The point is not that he shouldn’t have done better, and listened more (he should have), but that the avoidance of dealing with our emotions is a complex systemic issue that has profound consequences for our culture and our health. Placing the blame on a single doctor only leads to distraction from the lager issue. Rage is a blinding emotion; hence the term “blinding rage”. Given that awareness, we can see that anger is a lot less likely to lead to resolution than compassion is. The reality of the patient/doctor power dynamic makes it much less likely that the doctor would listen to me, or that any doctor (as currently trained in the allopathic system) will be able be able to easily integrate that awareness into their practice.
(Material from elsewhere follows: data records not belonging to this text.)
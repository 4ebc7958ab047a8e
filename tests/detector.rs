// 该文件是 YOLOv5 检测项目的一部分。
// tests/detector.rs - 检测器集成测试
//
// 本文件根据 Apache 许可证第 2.0 版（以下简称“许可证”）授权使用；
// 除非遵守该许可证条款，否则您不得使用本文件。
// 您可通过以下网址获取许可证副本：
// http://www.apache.org/licenses/LICENSE-2.0
// 除非适用法律要求或书面同意，根据本许可协议分发的软件均按“原样”提供，
// 不附带任何形式的明示或暗示的保证或条件。
// 有关许可权限与限制的具体条款，请参阅本许可协议。
//
// Copyright (C) 2026 Johann Li <me@qinka.pro>, Wareless Group

use std::path::{Path, PathBuf};
use std::sync::{Arc, Mutex};

use tempfile::TempDir;
use thiserror::Error;
use url::Url;

use yolov5::{
  Backend, ClassFilterSet, Config, DetectorBuilder, DetectorError, Frame, FromUrl,
  InferenceEngine, NmsScope, RawTensor, Rect, Target, blob::Blob, model::Model,
};

#[derive(Error, Debug)]
enum MockError {
  #[error("不支持的后端 {0:?}")]
  Backend(Backend),
  #[error("不支持的设备 {0:?}")]
  Target(Target),
  #[error("前向计算失败")]
  Forward,
}

#[derive(Default, Debug)]
struct Calls {
  backend: Option<Backend>,
  target: Option<Target>,
  input_shape: Option<[usize; 4]>,
  forwarded: Vec<Vec<String>>,
  closed: bool,
}

struct MockEngine {
  outputs: Vec<RawTensor>,
  calls: Arc<Mutex<Calls>>,
  reject_backend: bool,
  reject_target: bool,
  fail_forward: bool,
}

impl MockEngine {
  fn new(outputs: Vec<RawTensor>) -> (Self, Arc<Mutex<Calls>>) {
    let calls = Arc::new(Mutex::new(Calls::default()));
    let engine = MockEngine {
      outputs,
      calls: calls.clone(),
      reject_backend: false,
      reject_target: false,
      fail_forward: false,
    };
    (engine, calls)
  }
}

impl InferenceEngine for MockEngine {
  type Error = MockError;

  fn load(_model_path: &Path) -> Result<Self, Self::Error> {
    Ok(MockEngine::new(Vec::new()).0)
  }

  fn set_preferable_backend(&mut self, backend: Backend) -> Result<(), Self::Error> {
    if self.reject_backend {
      return Err(MockError::Backend(backend));
    }
    self.calls.lock().unwrap().backend = Some(backend);
    Ok(())
  }

  fn set_preferable_target(&mut self, target: Target) -> Result<(), Self::Error> {
    if self.reject_target {
      return Err(MockError::Target(target));
    }
    self.calls.lock().unwrap().target = Some(target);
    Ok(())
  }

  fn set_input(&mut self, blob: Blob) {
    self.calls.lock().unwrap().input_shape = Some(blob.shape());
  }

  fn unconnected_output_layer_ids(&self) -> Vec<usize> {
    vec![0]
  }

  fn layer_name(&self, id: usize) -> String {
    format!("output{}", id)
  }

  fn forward(&mut self, layer_names: &[String]) -> Result<Vec<RawTensor>, Self::Error> {
    self.calls.lock().unwrap().forwarded.push(layer_names.to_vec());
    if self.fail_forward {
      return Err(MockError::Forward);
    }
    Ok(self.outputs.clone())
  }

  fn close(&mut self) -> Result<(), Self::Error> {
    self.calls.lock().unwrap().closed = true;
    Ok(())
  }
}

struct Fixture {
  _dir: TempDir,
  model: PathBuf,
  names: PathBuf,
}

fn fixture(names: &str) -> Fixture {
  let dir = tempfile::tempdir().unwrap();
  let model = dir.path().join("model.onnx");
  std::fs::write(&model, b"onnx").unwrap();
  let names_path = dir.path().join("coco.names");
  std::fs::write(&names_path, names).unwrap();
  Fixture {
    _dir: dir,
    model,
    names: names_path,
  }
}

fn row(cx: f32, cy: f32, w: f32, h: f32, scores: [f32; 3]) -> Vec<f32> {
  let mut row = vec![cx, cy, w, h, 0.9];
  row.extend(scores);
  row
}

fn tensor(rows: &[Vec<f32>]) -> RawTensor {
  RawTensor::new(vec![1, rows.len(), 8], rows.concat())
}

fn scene() -> RawTensor {
  tensor(&[
    row(320.0, 320.0, 100.0, 100.0, [0.8, 0.1, 0.0]),
    // 与第一行高度重叠，同一类别
    row(322.0, 322.0, 100.0, 100.0, [0.7, 0.1, 0.0]),
    row(100.0, 100.0, 50.0, 50.0, [0.0, 0.1, 0.6]),
    row(500.0, 500.0, 40.0, 40.0, [0.2, 0.3, 0.1]),
  ])
}

#[test]
fn detects_maps_and_suppresses() {
  let fx = fixture("person\nbicycle\ncar\n");
  let (engine, calls) = MockEngine::new(vec![scene()]);
  let mut detector = DetectorBuilder::new(&fx.model, &fx.names)
    .build_with(move |_| Ok(engine))
    .unwrap();

  let detections = detector.get_detections(&Frame::with_shape(1280, 1280)).unwrap();

  assert_eq!(detections.len(), 2);
  assert_eq!(detections[0].class_name, "person");
  assert_eq!(detections[0].confidence, 0.8);
  assert_eq!(detections[0].bounding_box, Rect::new(540, 540, 740, 740));
  assert_eq!(detections[1].class_name, "car");
  assert_eq!(detections[1].bounding_box, Rect::new(150, 150, 250, 250));

  let calls = calls.lock().unwrap();
  assert_eq!(calls.backend, Some(Backend::Default));
  assert_eq!(calls.target, Some(Target::Cpu));
  assert_eq!(calls.input_shape, Some([1, 3, 640, 640]));
  assert_eq!(calls.forwarded, vec![vec!["output0".to_string()]]);
}

#[test]
fn excluded_classes_are_dropped() {
  let fx = fixture("person\nbicycle\ncar\n");
  let (engine, _) = MockEngine::new(vec![scene()]);
  let mut detector = DetectorBuilder::new(&fx.model, &fx.names)
    .build_with(move |_| Ok(engine))
    .unwrap();

  let excluded = ClassFilterSet::parse_list("person");
  let detections = detector
    .get_detections_with_filter(&Frame::with_shape(1280, 1280), &excluded)
    .unwrap();

  assert_eq!(detections.len(), 1);
  assert_eq!(detections[0].class_name, "car");
}

#[test]
fn model_infer_uses_builder_exclusions() {
  let fx = fixture("person\nbicycle\ncar\n");
  let (engine, _) = MockEngine::new(vec![scene()]);
  let mut detector = DetectorBuilder::new(&fx.model, &fx.names)
    .exclude(ClassFilterSet::parse_list("car"))
    .build_with(move |_| Ok(engine))
    .unwrap();

  let frame = Frame::with_shape(1280, 1280);
  for _ in 0..2 {
    let detections = detector.infer(&frame).unwrap();
    assert_eq!(detections.len(), 1);
    assert_eq!(detections[0].class_name, "person");
  }
}

#[test]
fn lower_threshold_and_global_nms_from_config() {
  let fx = fixture("person\nbicycle\ncar\n");
  let (engine, _) = MockEngine::new(vec![scene()]);
  let config = Config::default()
    .with_confidence_threshold(0.25)
    .with_nms_scope(NmsScope::Global);
  let mut detector = DetectorBuilder::new(&fx.model, &fx.names)
    .config(config)
    .build_with(move |_| Ok(engine))
    .unwrap();

  let detections = detector.get_detections(&Frame::with_shape(1280, 1280)).unwrap();
  let names: Vec<&str> = detections.iter().map(|d| d.class_name.as_str()).collect();
  assert_eq!(names, vec!["person", "car", "bicycle"]);
}

#[test]
fn empty_output_gives_no_detections() {
  let fx = fixture("person\n");
  let (engine, _) = MockEngine::new(vec![RawTensor::new(vec![1, 0, 6], Vec::new())]);
  let mut detector = DetectorBuilder::new(&fx.model, &fx.names)
    .build_with(move |_| Ok(engine))
    .unwrap();

  let detections = detector.get_detections(&Frame::with_shape(32, 32)).unwrap();
  assert!(detections.is_empty());
}

#[test]
fn missing_model_is_reported_before_loading() {
  let fx = fixture("person\n");
  let missing = fx.model.with_file_name("missing.onnx");
  let result = DetectorBuilder::new(&missing, &fx.names)
    .build_with(|_| -> Result<MockEngine, MockError> { panic!("引擎不应被加载") });
  assert!(matches!(result, Err(DetectorError::ModelNotFound(path)) if path == missing));
}

#[test]
fn missing_or_empty_class_list_is_rejected() {
  let fx = fixture("");
  let result = DetectorBuilder::new(&fx.model, &fx.names).build::<MockEngine>();
  assert!(matches!(result, Err(DetectorError::ClassList(_))));

  let missing = fx.names.with_file_name("missing.names");
  let result = DetectorBuilder::new(&fx.model, &missing).build::<MockEngine>();
  assert!(matches!(result, Err(DetectorError::ClassList(_))));
}

#[test]
fn backend_and_target_errors_are_reported() {
  let fx = fixture("person\n");

  let (mut engine, _) = MockEngine::new(Vec::new());
  engine.reject_backend = true;
  let result = DetectorBuilder::new(&fx.model, &fx.names).build_with(move |_| Ok(engine));
  assert!(matches!(result, Err(DetectorError::BackendConfig(_))));

  let (mut engine, _) = MockEngine::new(Vec::new());
  engine.reject_target = true;
  let result = DetectorBuilder::new(&fx.model, &fx.names).build_with(move |_| Ok(engine));
  assert!(matches!(result, Err(DetectorError::BackendConfig(_))));
}

#[test]
fn forward_failure_is_an_engine_error() {
  let fx = fixture("person\n");
  let (mut engine, _) = MockEngine::new(Vec::new());
  engine.fail_forward = true;
  let mut detector = DetectorBuilder::new(&fx.model, &fx.names)
    .build_with(move |_| Ok(engine))
    .unwrap();

  let result = detector.get_detections(&Frame::with_shape(8, 8));
  assert!(matches!(result, Err(DetectorError::Engine(_))));
}

#[test]
fn close_releases_the_engine() {
  let fx = fixture("person\n");
  let (engine, calls) = MockEngine::new(Vec::new());
  let detector = DetectorBuilder::new(&fx.model, &fx.names)
    .build_with(move |_| Ok(engine))
    .unwrap();

  detector.close().unwrap();
  assert!(calls.lock().unwrap().closed);
}

#[test]
fn builder_from_url_reads_query() {
  let fx = fixture("person\n");
  let url = Url::parse(&format!(
    "yolov5://{}?names={}&width=320&height=0&confidence=0.3&backend=cuda&target=cuda-fp16&exclude=car,bus",
    fx.model.display(),
    fx.names.display()
  ))
  .unwrap();

  let builder = DetectorBuilder::from_url(&url).unwrap();
  assert_eq!(builder.model_path(), fx.model.as_path());
  assert_eq!(builder.class_names_path(), fx.names.as_path());

  let config = builder.resolved_config();
  assert_eq!(config.input_width, 320);
  assert_eq!(config.input_height, 640);
  assert_eq!(config.confidence_threshold, 0.3);
  assert_eq!(config.nms_threshold, 0.4);
  assert_eq!(config.backend, Backend::Cuda);
  assert_eq!(config.target, Target::CudaFp16);
}

#[test]
fn builder_from_url_requires_names_and_scheme() {
  let url = Url::parse("yolov5:///data/model.onnx").unwrap();
  assert!(matches!(
    DetectorBuilder::from_url(&url),
    Err(DetectorError::ModelPath(_))
  ));

  let url = Url::parse("onnx:///data/model.onnx?names=/data/coco.names").unwrap();
  assert!(matches!(
    DetectorBuilder::from_url(&url),
    Err(DetectorError::ModelPath(_))
  ));

  let url = Url::parse("yolov5:///data/model.onnx?names=/a&nms=abc").unwrap();
  assert!(matches!(
    DetectorBuilder::from_url(&url),
    Err(DetectorError::ModelPath(_))
  ));
}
Power dynamics are not random. They are situational and often unconsciously formed. Sometimes the people with the lowest levels of unconscious self-esteem seek the highest levels of power. Hitler comes to mind;). While many doctors enter the field out of an abundance of compassion, it’s also clear that some do so for reasons more related to money, status, and power. This is not to say they are awful people, but instead that those who gravitate towards positions of power aren’t all blindly altruistic. We are all complex emotional beings, and our position in society doesn’t negate that.
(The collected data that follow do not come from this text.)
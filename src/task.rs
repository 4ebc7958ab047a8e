// 该文件是 YOLOv5 检测项目的一部分。
// src/task.rs - 检测任务
//
// 本文件根据 Apache 许可证第 2.0 版（以下简称“许可证”）授权使用；
// 除非遵守该许可证条款，否则您不得使用本文件。
// 您可通过以下网址获取许可证副本：
// http://www.apache.org/licenses/LICENSE-2.0
// 除非适用法律要求或书面同意，根据本许可协议分发的软件均按“原样”提供，
// 不附带任何形式的明示或暗示的保证或条件。
// 有关许可权限与限制的具体条款，请参阅本许可协议。
//
// Copyright (C) 2026 Johann Li <me@qinka.pro>, Wareless Group

use std::{thread, time::Duration, time::Instant};
use tracing::{info, warn};

use crate::{model::Model, output::Render};

/// 强制退出前等待的时间
const FORCE_EXIT_AFTER: Duration = Duration::from_secs(30);

pub trait Task<I, M, O>: Sized {
  type Error;
  fn run_task(self, input: I, model: M, output: O) -> Result<(), Self::Error>;
}

/// 读取一帧，检测并输出一次
pub struct OneShotTask;

impl<
  F,
  D,
  ME: std::error::Error + Sync + Send + 'static,
  RE: std::error::Error + Sync + Send + 'static,
  I: Iterator<Item = F>,
  M: Model<Input = F, Output = D, Error = ME>,
  O: Render<F, D, Error = RE>,
> Task<I, M, O> for OneShotTask
{
  type Error = anyhow::Error;

  fn run_task(self, mut input: I, mut model: M, output: O) -> Result<(), Self::Error> {
    info!("开始任务...");
    let frame = input.next().ok_or_else(|| anyhow::anyhow!("没有输入帧"))?;
    info!("输入帧获取成功，开始推理...");
    let now = Instant::now();
    let result = model.infer(&frame)?;
    let inferred = now.elapsed();
    info!("推理完成，耗时: {:.2?}", inferred);
    output.render_result(&frame, &result)?;
    info!("渲染完成，耗时: {:.2?}", now.elapsed() - inferred);

    Ok(())
  }
}

/// 对同一帧反复检测，统计平均耗时
#[derive(Debug)]
pub struct RepeatShotTask {
  repeat: usize,
  warmup: usize,
}

impl Default for RepeatShotTask {
  fn default() -> Self {
    Self {
      repeat: 100,
      warmup: 2,
    }
  }
}

impl RepeatShotTask {
  pub fn with_repeat(mut self, repeat: usize) -> Self {
    self.repeat = repeat;
    self
  }

  /// 前若干次不计入平均值
  pub fn with_warmup(mut self, warmup: usize) -> Self {
    self.warmup = warmup;
    self
  }
}

impl<
  F,
  D,
  ME: std::error::Error + Sync + Send + 'static,
  RE: std::error::Error + Sync + Send + 'static,
  I: Iterator<Item = F>,
  M: Model<Input = F, Output = D, Error = ME>,
  O: Render<F, D, Error = RE>,
> Task<I, M, O> for RepeatShotTask
{
  type Error = anyhow::Error;

  fn run_task(self, mut input: I, mut model: M, output: O) -> Result<(), Self::Error> {
    info!("开始任务...");
    let frame = input.next().ok_or_else(|| anyhow::anyhow!("没有输入帧"))?;
    info!("输入帧获取成功，开始推理...");
    let mut times = Vec::with_capacity(self.repeat);
    for i in 0..self.repeat {
      let now = Instant::now();
      let result = model.infer(&frame)?;
      let elapsed = now.elapsed();
      info!("({})推理完成，耗时: {:.2?}", i, elapsed);
      output.render_result(&frame, &result)?;
      times.push(elapsed);
    }

    let counted = &times[self.warmup.min(times.len())..];
    if let Ok(n) = u32::try_from(counted.len())
      && n > 0
    {
      warn!(
        "平均推理时间: {:.2?} ({} 次)",
        counted.iter().sum::<Duration>() / n,
        n
      );
    } else {
      warn!("推理次数不足，无法统计平均时间");
    }

    Ok(())
  }
}

/// 持续处理输入直到输入结束、达到指定帧数或收到 Ctrl-C
#[derive(Default, Debug)]
pub struct ContinuousTask {
  frame_number: Option<usize>,
}

impl ContinuousTask {
  pub fn with_frame_number(mut self, frame_number: Option<usize>) -> Self {
    self.frame_number = frame_number;
    self
  }
}

impl<
  F,
  D,
  ME: std::error::Error + Sync + Send + 'static,
  RE: std::error::Error + Sync + Send + 'static,
  I: Iterator<Item = F>,
  M: Model<Input = F, Output = D, Error = ME>,
  O: Render<F, D, Error = RE>,
> Task<I, M, O> for ContinuousTask
{
  type Error = anyhow::Error;

  fn run_task(self, input: I, mut model: M, output: O) -> Result<(), Self::Error> {
    info!("开始任务...");
    let (tx, rx) = std::sync::mpsc::channel();

    ctrlc::set_handler(move || {
      info!("收到中断信号，准备退出...");
      let _ = tx.send(());
      thread::spawn(|| {
        thread::sleep(FORCE_EXIT_AFTER);
        warn!("强制退出程序");
        std::process::exit(1);
      });
    })
    .map_err(|e| anyhow::anyhow!("无法设置 Ctrl-C 处理函数: {}", e))?;

    let mut frame_index = 0usize;
    let mut now = Instant::now();
    for frame in input {
      frame_index = frame_index.wrapping_add(1);
      info!("处理第 {} 帧图像", frame_index);
      let result = model.infer(&frame)?;
      let elapsed_a = now.elapsed();
      output.render_result(&frame, &result)?;
      let elapsed_b = now.elapsed();
      now = Instant::now();
      info!("推理完成，耗时: {:.2?} / {:.2?}", elapsed_a, elapsed_b);
      if self.frame_number.is_some_and(|n| frame_index >= n) {
        info!("达到指定帧数 {}, 退出任务循环", frame_index);
        break;
      }
      if rx.try_recv().is_ok() {
        warn!("中断信号接收，退出任务循环");
        break;
      }
    }

    info!("任务完成，共处理 {} 帧", frame_index);
    Ok(())
  }
}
I believe that one solution to improving emotional awareness is compassion. In my case, I was pushing myself way beyond my own capacity both physically and emotionally.  I didn’t have enough compassion for myself to ask for the emotional support I needed. When the doctor expressed only contempt for my ideas and my work I didn’t have enough compassion for myself to act.  I should have have left, laughing at what a fool he was, but instead I left in a rage at how dismissed I felt. At the time I had profound compassion for others but too little for myself.
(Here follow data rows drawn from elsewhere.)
// 该文件是 YOLOv5 检测项目的一部分。
// src/model/yolov5.rs - YOLOv5 检测器
//
// 本文件根据 Apache 许可证第 2.0 版（以下简称“许可证”）授权使用；
// 除非遵守该许可证条款，否则您不得使用本文件。
// 您可通过以下网址获取许可证副本：
// http://www.apache.org/licenses/LICENSE-2.0
// 除非适用法律要求或书面同意，根据本许可协议分发的软件均按“原样”提供，
// 不附带任何形式的明示或暗示的保证或条件。
// 有关许可权限与限制的具体条款，请参阅本许可协议。
//
// Copyright (C) 2026 Johann Li <me@qinka.pro>, Wareless Group

use std::path::{Path, PathBuf};
use std::sync::Arc;

use clap::ValueEnum;
use thiserror::Error;
use tracing::{debug, error, info};
use url::Url;

use crate::{
  FromUrl, FromUrlWithScheme,
  blob::Blob,
  config::{Config, PartialConfig},
  engine::InferenceEngine,
  frame::Frame,
  model::{ClassFilterSet, ClassNameTable, ClassNamesError, Model, ObjectDetection, PostProcessor},
};

type BoxError = Box<dyn std::error::Error + Send + Sync + 'static>;

#[derive(Error, Debug)]
pub enum DetectorError {
  #[error("模型文件不存在: {0}")]
  ModelNotFound(PathBuf),
  #[error("类别名称错误: {0}")]
  ClassList(#[from] ClassNamesError),
  #[error("推理后端配置错误: {0}")]
  BackendConfig(#[source] BoxError),
  #[error("推理引擎错误: {0}")]
  Engine(#[source] BoxError),
  #[error("模型路径错误: {0}")]
  ModelPath(String),
}

impl DetectorError {
  fn backend<E: std::error::Error + Send + Sync + 'static>(err: E) -> Self {
    DetectorError::BackendConfig(Box::new(err))
  }

  fn engine<E: std::error::Error + Send + Sync + 'static>(err: E) -> Self {
    DetectorError::Engine(Box::new(err))
  }
}

/// YOLOv5 检测器
///
/// 持有推理引擎与不可变的后处理配置。每次检测都是同步完成的，
/// 输入 blob 与输出张量在调用结束时释放。
pub struct Detector<E: InferenceEngine> {
  engine: E,
  postprocessor: PostProcessor,
  excluded: ClassFilterSet,
}

impl<E: InferenceEngine> std::fmt::Debug for Detector<E> {
  fn fmt(&self, f: &mut std::fmt::Formatter<'_>) -> std::fmt::Result {
    f.debug_struct("Detector")
      .field("postprocessor", &self.postprocessor)
      .field("excluded", &self.excluded)
      .finish_non_exhaustive()
  }
}

impl<E: InferenceEngine> Detector<E> {
  /// 使用默认配置创建检测器
  pub fn new(
    model_path: impl AsRef<Path>,
    class_names_path: impl AsRef<Path>,
  ) -> Result<Self, DetectorError> {
    DetectorBuilder::new(model_path, class_names_path).build()
  }

  pub fn with_config(
    model_path: impl AsRef<Path>,
    class_names_path: impl AsRef<Path>,
    config: Config,
  ) -> Result<Self, DetectorError> {
    DetectorBuilder::new(model_path, class_names_path)
      .config(config)
      .build()
  }

  pub fn config(&self) -> &Config {
    self.postprocessor.config()
  }

  pub fn class_names(&self) -> &ClassNameTable {
    self.postprocessor.class_names()
  }

  pub fn engine(&self) -> &E {
    &self.engine
  }

  pub fn get_detections(&mut self, frame: &Frame) -> Result<Vec<ObjectDetection>, DetectorError> {
    self.get_detections_with_filter(frame, &ClassFilterSet::new())
  }

  /// 检测并排除 `excluded` 中的类别
  pub fn get_detections_with_filter(
    &mut self,
    frame: &Frame,
    excluded: &ClassFilterSet,
  ) -> Result<Vec<ObjectDetection>, DetectorError> {
    let layer_names: Vec<String> = self
      .engine
      .unconnected_output_layer_ids()
      .into_iter()
      .map(|id| self.engine.layer_name(id))
      .collect();
    debug!("输出层: {:?}", layer_names);

    let config = self.postprocessor.config();
    let blob = Blob::from_frame(frame, config.input_width, config.input_height);
    self.engine.set_input(blob);

    debug!("执行模型推理");
    let outputs = self.engine.forward(&layer_names).map_err(|e| {
      error!("前向计算失败: {}", e);
      DetectorError::engine(e)
    })?;

    let detections = self
      .postprocessor
      .process(frame.width(), frame.height(), &outputs, excluded);
    debug!("检测到 {} 个物体", detections.len());
    Ok(detections)
  }

  /// 关闭推理引擎
  pub fn close(mut self) -> Result<(), DetectorError> {
    info!("关闭推理引擎");
    self.engine.close().map_err(DetectorError::engine)
  }
}

impl<E: InferenceEngine> Model for Detector<E> {
  type Input = Frame;
  type Output = Vec<ObjectDetection>;
  type Error = DetectorError;

  fn infer(&mut self, input: &Self::Input) -> Result<Self::Output, Self::Error> {
    let excluded = std::mem::take(&mut self.excluded);
    let result = self.get_detections_with_filter(input, &excluded);
    self.excluded = excluded;
    result
  }
}

#[derive(Debug, Clone)]
pub struct DetectorBuilder {
  model_path: PathBuf,
  class_names_path: PathBuf,
  config: PartialConfig,
  excluded: ClassFilterSet,
}

impl FromUrlWithScheme for DetectorBuilder {
  const SCHEME: &'static str = "yolov5";
}

impl FromUrl for DetectorBuilder {
  type Error = DetectorError;

  /// `yolov5:///path/model.onnx?names=/path/coco.names&confidence=0.5&nms=0.4`
  fn from_url(url: &Url) -> Result<Self, Self::Error> {
    if url.scheme() != Self::SCHEME {
      return Err(DetectorError::ModelPath(format!(
        "模型路径必须使用 {} 方案",
        Self::SCHEME
      )));
    }

    let mut class_names_path = None;
    let mut config = PartialConfig::default();
    let mut excluded = ClassFilterSet::new();

    for (key, value) in url.query_pairs() {
      match key.as_ref() {
        "names" => class_names_path = Some(PathBuf::from(value.as_ref())),
        "width" => config.input_width = Some(parse_value(&key, &value)?),
        "height" => config.input_height = Some(parse_value(&key, &value)?),
        "confidence" => config.confidence_threshold = Some(parse_value(&key, &value)?),
        "nms" => config.nms_threshold = Some(parse_value(&key, &value)?),
        "backend" => config.backend = Some(parse_enum(&key, &value)?),
        "target" => config.target = Some(parse_enum(&key, &value)?),
        "nms_scope" => config.nms_scope = Some(parse_enum(&key, &value)?),
        "confidence_mode" => config.confidence_mode = Some(parse_enum(&key, &value)?),
        "geometry" => config.geometry = Some(parse_enum(&key, &value)?),
        "exclude" => excluded.extend(ClassFilterSet::parse_list(&value).iter().map(str::to_string)),
        other => debug!("忽略未知参数: {}", other),
      }
    }

    let class_names_path = class_names_path
      .ok_or_else(|| DetectorError::ModelPath("缺少类别名称文件参数 names".to_string()))?;

    Ok(DetectorBuilder {
      model_path: PathBuf::from(url.path()),
      class_names_path,
      config,
      excluded,
    })
  }
}

fn parse_value<T: std::str::FromStr>(key: &str, value: &str) -> Result<T, DetectorError> {
  value
    .parse()
    .map_err(|_| DetectorError::ModelPath(format!("参数 {} 的值无效: {}", key, value)))
}

fn parse_enum<T: ValueEnum>(key: &str, value: &str) -> Result<T, DetectorError> {
  T::from_str(value, true)
    .map_err(|_| DetectorError::ModelPath(format!("参数 {} 的值无效: {}", key, value)))
}

impl DetectorBuilder {
  pub fn new(model_path: impl AsRef<Path>, class_names_path: impl AsRef<Path>) -> Self {
    Self {
      model_path: model_path.as_ref().to_path_buf(),
      class_names_path: class_names_path.as_ref().to_path_buf(),
      config: PartialConfig::default(),
      excluded: ClassFilterSet::new(),
    }
  }

  /// 整体替换配置
  pub fn config(mut self, config: Config) -> Self {
    self.config = config.into();
    self
  }

  /// 覆盖已给出的字段
  pub fn overrides(mut self, overrides: PartialConfig) -> Self {
    self.config = self.config.merge(overrides);
    self
  }

  /// `Model::infer` 默认排除的类别
  pub fn exclude(mut self, excluded: ClassFilterSet) -> Self {
    self.excluded = excluded;
    self
  }

  pub fn model_path(&self) -> &Path {
    &self.model_path
  }

  pub fn class_names_path(&self) -> &Path {
    &self.class_names_path
  }

  pub fn resolved_config(&self) -> Config {
    self.config.resolve()
  }

  /// 使用引擎自带的 [`InferenceEngine::load`] 构建
  pub fn build<E: InferenceEngine>(self) -> Result<Detector<E>, DetectorError> {
    self.build_with(|path| E::load(path))
  }

  /// 使用自定义的引擎构造函数构建，可用于注入测试替身
  pub fn build_with<E, F>(self, load: F) -> Result<Detector<E>, DetectorError>
  where
    E: InferenceEngine,
    F: FnOnce(&Path) -> Result<E, E::Error>,
  {
    let config = self.config.resolve();

    if !self.model_path.exists() {
      error!("模型文件不存在: {}", self.model_path.display());
      return Err(DetectorError::ModelNotFound(self.model_path));
    }

    let class_names = ClassNameTable::from_file(&self.class_names_path)?;

    info!("加载模型文件: {}", self.model_path.display());
    let mut engine = load(&self.model_path).map_err(DetectorError::engine)?;

    info!("设置推理后端: {:?}, 设备: {:?}", config.backend, config.target);
    engine
      .set_preferable_backend(config.backend)
      .map_err(DetectorError::backend)?;
    engine
      .set_preferable_target(config.target)
      .map_err(DetectorError::backend)?;
    info!("模型加载完成");

    Ok(Detector {
      engine,
      postprocessor: PostProcessor::new(config, Arc::new(class_names)),
      excluded: self.excluded,
    })
  }
}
I understand why the author of the post about medical gas lighting wrote it. I have empathy for the pain she felt at being dismissed. I can also see that she is still suffering from a sense of betrayal. Hypothyroidism can be measured, as can hyperthyroidism. This imbalance in the system is a physical problem and it can be addressed with a hormones. However, those hormones have side effects. Rather than bring the body back into balance, they work to offset that imbalance. There are ways of addressing trauma and emotional responses that also help to restore balance. These are not easy tasks emotionally. I know this well. I spent a good couple of decades both knowing that I needed to do that emotional work and strenuously avoiding doing that work. Now that I have begun that process I’m well aware of the fact that I have a lot more work to do. At the same time I can also see profound progress. I also know that I have helped thousands of people see how to get on that path through my writing and my film. Sometimes this effort can feel a bit pointless, or enervating. However, when I lean into it with a spirit of awareness I find that it helps me to go deeper into my own understanding, and that makes it all worthwhile.